Oxytocin induces proliferation and migration in immortalized human dermal microvascular endothelial cells and human breast tumor-derived endothelial cells.

Oxytocin either increases or inhibits cell growth in different cell subtypes. We tested here the effect of oxytocin on cell proliferation and migration of human dermal microvascular endothelial cells (HMEC) and tumor-associated endothelial cells purified from human breast carcinomas (B-TEC). Oxytocin receptors were expressed in both cell subtypes at mRNA and protein levels. Through oxytocin receptor, oxytocin (1 nmol/L-1 mumol/L) significantly increased cell proliferation and migration in both HMEC and B-TEC, and addition of a selective oxytocin antagonist fully reverted these effects. To verify whether a different expression of adhesion molecule-related genes could be responsible for the oxytocin-induced cell migration, untreated and treated cells were compared applying a microarray technique. In HMEC, oxytocin induced the overexpression of the matrix metalloproteinase (MMP)-17, cathepsin D, and integrin beta(6) genes. In B-TEC, oxytocin significantly switched on the gene profile of some MMP (MMP-11 and MMP-26) and of integrin beta(6). The up-regulation of the integrin beta(6) gene could be involved in the oxytocin-induced cell growth, because this subunit is known to determine activation of mitogen-activated protein kinase-extracellular signal-regulated kinase 2, which is involved in the oxytocin mitogenic effect. In B-TEC, oxytocin also increased the expression of caveolin-1 at gene and protein levels.
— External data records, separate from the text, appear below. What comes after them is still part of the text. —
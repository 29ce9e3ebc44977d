//! Boot volume surface
//!
//! The loader reads the boot volume through these traits. The UEFI glue
//! backs them with `EFI_SIMPLE_FILE_SYSTEM_PROTOCOL`; tests use memory.

use alloc::string::String;
use alloc::vec::Vec;

use crate::error::{LoaderError, Result};

/// One entry of the volume's root directory.
#[derive(Debug, Clone, PartialEq, Eq)]
pub struct DirEntry {
    pub name: String,
    pub size: u64,
    pub is_directory: bool,
}

/// A file opened read-only on the boot volume.
pub trait PayloadFile {
    /// File length in bytes.
    fn size(&mut self) -> Result<u64>;

    /// Move the read cursor.
    fn set_position(&mut self, position: u64) -> Result<()>;

    /// Read from the cursor into `buf`. Returns bytes read; 0 at end of file.
    fn read(&mut self, buf: &mut [u8]) -> Result<usize>;

    /// Fill `buf` starting at `position`. A short file is a device fault.
    fn read_exact_at(&mut self, position: u64, buf: &mut [u8]) -> Result<()> {
        self.set_position(position)?;
        let mut filled = 0;
        while filled < buf.len() {
            match self.read(&mut buf[filled..])? {
                0 => return Err(LoaderError::DeviceFault),
                n => filled += n,
            }
        }
        Ok(())
    }
}

impl<F: PayloadFile + ?Sized> PayloadFile for &mut F {
    fn size(&mut self) -> Result<u64> {
        (**self).size()
    }

    fn set_position(&mut self, position: u64) -> Result<()> {
        (**self).set_position(position)
    }

    fn read(&mut self, buf: &mut [u8]) -> Result<usize> {
        (**self).read(buf)
    }
}

/// Root directory of the boot volume.
pub trait BootVolume {
    type File: PayloadFile;

    /// Entries of the root directory, in volume order.
    fn root_entries(&mut self) -> Result<Vec<DirEntry>>;

    /// Open `name` in the root directory for reading.
    fn open(&mut self, name: &str) -> Result<Self::File>;
}

/// Read a whole (small) file, e.g. the loader executable.
pub fn read_to_end<F: PayloadFile>(file: &mut F) -> Result<Vec<u8>> {
    let size = usize::try_from(file.size()?).map_err(|_| LoaderError::DeviceFault)?;
    let mut buf = alloc::vec![0u8; size];
    file.read_exact_at(0, &mut buf)?;
    Ok(buf)
}
//! Operator console surface
//!
//! Line editing, echo and masking belong to whoever implements this; the
//! loader only sees finished lines of raw bytes.

use alloc::vec::Vec;
use core::fmt;

use crate::error::Result;

pub trait OperatorConsole {
    /// Show `prompt` and read one line. `secret` asks for masked echo.
    ///
    /// The returned bytes may still carry the terminating CR/LF.
    fn read_line(&mut self, prompt: &str, secret: bool) -> Result<Vec<u8>>;

    /// Print one line to the operator.
    fn notify(&mut self, message: fmt::Arguments<'_>);
}

impl<C: OperatorConsole + ?Sized> OperatorConsole for &mut C {
    fn read_line(&mut self, prompt: &str, secret: bool) -> Result<Vec<u8>> {
        (**self).read_line(prompt, secret)
    }

    fn notify(&mut self, message: fmt::Arguments<'_>) {
        (**self).notify(message)
    }
}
Because oxytocin receptor localization within caveolin-1-enriched membrane domains is necessary for activation of the proliferative (instead of the inhibitory) response to oxytocin, its enhanced expression can be involved in the oxytocin-induced B-TEC growth as well. Altogether, these data indicate that oxytocin contributes to cell motility and growth in HMEC and B-TEC.